Vertex Craniotabes

GENESIS

Prolonged forceful pressure on the presenting part, usually at the vertex affecting the superior portions of the parietal bones, may result in diminished mineralization within the compressed region. The calvarium is generated from the underlying dura mater, and persistent growth-stretch tensile forces restrain cranial ossification and maintain sutural patency. Persistent cranial pressure mimics the mechanical impact of growth-stretch forces and results in temporarily restrained, localized calvarial ossification. Craniotabes is more likely to occur in first born infants, and elicited history often shows that the fetus has experienced early fetal head descent and has been in the vertex position deep within the maternal pelvis for an unusually long period of time. Because this is usually the mother’s first pregnancy, she may not be aware of anything unusual other than symptoms of urinary frequency and pressure. The frequency of reported cases of craniotabes has varied over time, with congenital infection thought to be a common underlying cause in the past. Today, craniotabes can be a fairly common finding and may be found in up to 20–30% of normal neonates. Mild degrees of compression-related craniotabes occur in about 2% of newborns, whereas more extensive degrees of craniotabes are less common.

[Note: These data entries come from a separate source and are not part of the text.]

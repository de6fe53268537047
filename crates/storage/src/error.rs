/// All errors that can be returned by an AgentStorage implementation.
#[derive(Debug, Clone, PartialEq, Eq, thiserror::Error)]
pub enum StorageError {
    /// Optimistic concurrency control conflict: another task updated the
    /// record after it was read. The expected version was not found.
    #[error("concurrent conflict on record {record_type}/{id}: expected version {expected_version}")]
    ConcurrentConflict {
        record_type: String,
        id: String,
        expected_version: i64,
    },

    /// No record with the given (record_type, id).
    #[error("record not found: {record_type}/{id}")]
    NotFound { record_type: String, id: String },

    /// No record of the given type matched a tag filter.
    #[error("no {record_type} record matches tag filter {filter}")]
    NoMatch { record_type: String, filter: String },

    /// A record with this (record_type, id) already exists.
    #[error("duplicate record: {record_type}/{id}")]
    Duplicate { record_type: String, id: String },

    /// A single-record lookup matched more than one record.
    #[error("{count} {record_type} records match tag filter {filter}, expected one")]
    DuplicateMatch {
        record_type: String,
        filter: String,
        count: usize,
    },

    /// A backend-specific storage error (connection, serialization, etc.).
    #[error("storage backend error: {0}")]
    Backend(String),
}

impl StorageError {
    /// True for the "nothing there" variants callers usually map to a 404.
    pub fn is_not_found(&self) -> bool {
        matches!(
            self,
            StorageError::NotFound { .. } | StorageError::NoMatch { .. }
        )
    }
}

Since the theory of a compression-related pathogenesis for benign vertex craniotabes was first advanced in 1979, several reports have investigated whether craniotabes might be a useful sign for the detection of subclinical rickets due to vitamin D deficiency. Most studies failed to demonstrate any significant correlations among maternal and infant serum vitamin D, calcium, phosphorus, and alkaline phosphatase levels; craniotabes; and skeletal mineralization. However, one study showed small but statistically significant decreases in serum calcium and phosphate in mothers of infants with craniotabes compared with mothers of infants with a normal calvarium. There has been a number of reports of newborns being born with severe craniotabes owing to insufficient maternal sunlight exposure during the COVID-19 pandemic. Another study showed that the mean serum 25-hydroxyvitamin D level by radio assay was significantly lower in newborns with craniotabes and in their mothers compared with control mother-infant pairs without craniotabes. Two papers each presenting four cases of neonatal rickets were reported in infants with craniotabes who were born to mothers with florid osteomalacia due to vitamin D–deficiency rickets (causing these mothers hip and back pain and an impaired waddling gait). Both the infants and their mothers had low serum concentrations of 25-hydroxyvitamin D, elevated alkaline phosphatase, and borderline or low serum calcium and phosphorous, and they responded to treatment with vitamin D. In one population-based study, nutritional rickets was associated with Black race, breast-feeding, low birth weight, and stunted growth. Four of 13 patients (31%) who underwent 25-hydroxyvitamin D testing had values less than 10 ng/mL. These studies indicate that deficient maternal vitamin D intake can lead to neonatal rickets in which craniotabes may be a presenting feature, and this diagnosis should be considered in any infant without signs of fetal head compression whose mother may be at risk for nutritional deficiency; however in these cases, the infant usually manifests generalized craniotabes and osteomalacia. There have been genetic syndromes such as Noonan syndrome described with craniotabes, but these have all been linked to vitamin D–deficiency rickets.